Now, the sophisticated intelligentsia of
Team Grande Venti – which means something
like “large” and “bucket size” in
Starbucks-Italian, but I prefer the French
version of “grand” meaning “big”, and “vent”
meaning “wind” – are about to set up campus
in Obama’s White House to advise him on
economic issues.
Let’s take a look at
some of the players:
The head of New York’s
Federal Reserve, Tim Geithner, described by
the NY Daily News as a “veteran
Treasury insider”, will become Treasury
Secretary. Geithner wants “more regulation
and oversight”, apparently forgetting that
if there was any of that to be done, it has
been his job all along as a “veteran
Treasury insider”. Fail.
Barry O’Media has
appointed another retread from the Clinton
Administration – all of whom I like to
qualify in the new “Change Administration”
as “leftover change”. Former Treasury
Secretary Larry Summers will play a key role
on Team Grande Venti. Summers has barely
ventured outside of academia and Harvard.
When he did, it was as Chief Economist at
the World Bank, where he signed off on a
memo musing about such pressing world
banking issues as exporting pollution to
Third World countries.
How do you even do
that? Via FedEx? Apparently so. According to
the memo: “I
think the economic logic behind dumping a
load of toxic waste in the lowest wage
country is impeccable and we should face up
to that.” Summers later called the whole
thing “satire”, which makes total sense
considering how often people confuse the
World Bank with the Colbert Report. I
believe the last time I went to a comedy
show in New York City, the comedian
confessed that he gets most of his material
from the World Bank.
UC
Berkeley economics professor Christina Romer
rounds out Team Grande Venti as head of the
Council of Economic Advisors. She studied
the Great Depression.
That’s
nice. But where is the person on this team
who has lived through their own
personal great depression? Preferably
someone who used the backseat of his car as
a bed, and dined on bread and ketchup. How
about having at least one self-made person
on this team who created success and fortune
from scratch – an economic MacGyver? That’s
the person with the answers.
Meanwhile
Obama’s solution is to keep throwing money
at the problem, saying he wants yet another
stimulus that is “significant enough that it
really gives a jolt to the economy.” How
many government administered “jolts” does
the economy need before it shows some sign
of life?
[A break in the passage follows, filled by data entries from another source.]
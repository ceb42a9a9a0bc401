//! Identifier validation, quoting and normalization.
//!
//! SQL identifiers cannot be bound as statement parameters, so every name that
//! lands in generated DDL goes through [`validate_identifier`] and is then
//! quoted by the target dialect according to its [`IdentifierQuoting`] mode.
//! Names are compared after applying an [`IdentifierNormalizer`].

use serde::{Deserialize, Serialize};

use crate::error::{MigrateError, Result};

/// Longest identifier accepted into the model, in bytes.
pub const MAX_IDENTIFIER_LENGTH: usize = 128;

/// Reject empty names, names with a NUL byte and names over
/// [`MAX_IDENTIFIER_LENGTH`].
pub fn validate_identifier(name: &str) -> Result<()> {
    if name.is_empty() {
        return Err(MigrateError::Metadata(
            "Empty identifier".to_string(),
        ));
    }

    if name.contains('\0') {
        return Err(MigrateError::Metadata(format!(
            "Identifier {:?} contains a null byte",
            name
        )));
    }

    if name.len() > MAX_IDENTIFIER_LENGTH {
        return Err(MigrateError::Metadata(format!(
            "Identifier {:?} is {} bytes long, limit is {}",
            name,
            name.len(),
            MAX_IDENTIFIER_LENGTH
        )));
    }

    Ok(())
}

/// When a dialect wraps identifiers in quote characters.
#[derive(Debug, Clone, Copy, PartialEq, Eq, Default, Serialize, Deserialize)]
#[serde(rename_all = "snake_case")]
pub enum IdentifierQuoting {
    /// Quote every identifier.
    #[default]
    Always,
    /// Quote only names that would otherwise be misread.
    Minimal,
    /// Never quote.
    None,
}

/// Case folding applied before identifiers are compared or stored.
#[derive(Debug, Clone, Copy, PartialEq, Eq, Default, Serialize, Deserialize)]
#[serde(rename_all = "snake_case")]
pub enum IdentifierNormalizer {
    Lowercase,
    Uppercase,
    /// Leave names untouched.
    #[default]
    AsIs,
    /// Fold to the target dialect's storage case.
    Standard,
}

/// Storage case of unquoted identifiers for a vendor.
#[derive(Debug, Clone, Copy, PartialEq, Eq)]
pub enum IdentifierCase {
    Lower,
    Upper,
    Preserve,
}

impl IdentifierCase {
    pub fn fold(self, name: &str) -> String {
        match self {
            IdentifierCase::Lower => name.to_lowercase(),
            IdentifierCase::Upper => name.to_uppercase(),
            IdentifierCase::Preserve => name.to_string(),
        }
    }
}

impl IdentifierNormalizer {
    /// Normalize `name`; `standard_case` is the dialect's storage case.
    pub fn normalize(self, name: &str, standard_case: IdentifierCase) -> String {
        match self {
            IdentifierNormalizer::Lowercase => name.to_lowercase(),
            IdentifierNormalizer::Uppercase => name.to_uppercase(),
            IdentifierNormalizer::AsIs => name.to_string(),
            IdentifierNormalizer::Standard => standard_case.fold(name),
        }
    }
}

/// Key used to look names up regardless of case.
pub fn name_key(name: &str) -> String {
    name.to_lowercase()
}

/// Whether a name must be quoted to survive a round trip through the parser.
///
/// Mixed-case names, names with characters outside `[A-Za-z0-9_$]`, names
/// starting with a digit and reserved words all need quotes.
pub fn requires_quoting(name: &str, reserved: &[&str]) -> bool {
    let mut chars = name.chars();
    let starts_ok = chars
        .next()
        .map(|c| c.is_ascii_alphabetic() || c == '_')
        .unwrap_or(false);
    if !starts_ok {
        return true;
    }
    if !name
        .chars()
        .all(|c| c.is_ascii_alphanumeric() || c == '_' || c == '$')
    {
        return true;
    }
    let has_lower = name.chars().any(|c| c.is_ascii_lowercase());
    let has_upper = name.chars().any(|c| c.is_ascii_uppercase());
    if has_lower && has_upper {
        return true;
    }
    reserved.iter().any(|word| word.eq_ignore_ascii_case(name))
}

/// Wrap a name in quotes, doubling any embedded closing quote.
pub fn quote_with(name: &str, open: &str, close: &str) -> String {
    let doubled = format!("{}{}", close, close);
    format!("{}{}{}", open, name.replace(close, &doubled), close)
}

/// A check definition is pasted into DDL verbatim, so it must be a single
/// boolean expression.
pub fn validate_check_constraint(definition: &str) -> Result<()> {
    if definition.contains(';') {
        return Err(MigrateError::Metadata(format!(
            "Check constraint {:?} contains a statement separator",
            definition
        )));
    }

    if definition.contains("--") || definition.contains("/*") || definition.contains("*/") {
        return Err(MigrateError::Metadata(format!(
            "Check constraint {:?} contains a comment",
            definition
        )));
    }

    let calls_exec = definition.split_whitespace().any(|word| {
        let word = word.to_lowercase();
        ["exec", "execute"]
            .iter()
            .any(|kw| word == *kw || word.starts_with(&format!("{}(", kw)))
    });
    if calls_exec {
        return Err(MigrateError::Metadata(format!(
            "Check constraint {:?} calls EXEC",
            definition
        )));
    }

    Ok(())
}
If he was an emergency room doctor,
he’d be working his way through the morgue
with a defibrillator.
Obama
added: “It is going to be of a size and
scope that is necessary to get this economy
back on track.” He doesn’t know what that is
yet, because the University of Starbucks
Economic Department has yet to convene with
Barry O’Media. Just because he’s already
acting like he’s the president with a
special sign for his podium, weekly Internet
addresses and a web site for his government
(change.gov), doesn’t mean he can be
expected to provide any answers yet. Because
the last thing Obama would want to do is
give President Bush the sharp elbow in any
matter than isn’t strictly symbolic.
The jolt
the economy needs is the one that Ronald
Reagan gave the country: Encouragement. And
the message that if government backs off,
each individual can work his way out of
this. Barry’s already been down in the mouth
since he was elected.
The
problem is that liberals won’t lay off. They
tell the auto industry what kind of cars
they can build, they tell restaurants how
much salt they can use in their food, and in
Canada this week the heavily liberal
judicial branch told Air Canada how many
extra free seats fat passengers must be
given.
Still, if
you’re a CEO making millions, now is your
chance to prove why you’re paid the big
bucks. It’s like A-Rod at the plate in the
final inning of a tied-up World Series. He
earns his full worth in that single moment,
and isn’t expected to collapse into putty on
the mound and start crying for his mommy.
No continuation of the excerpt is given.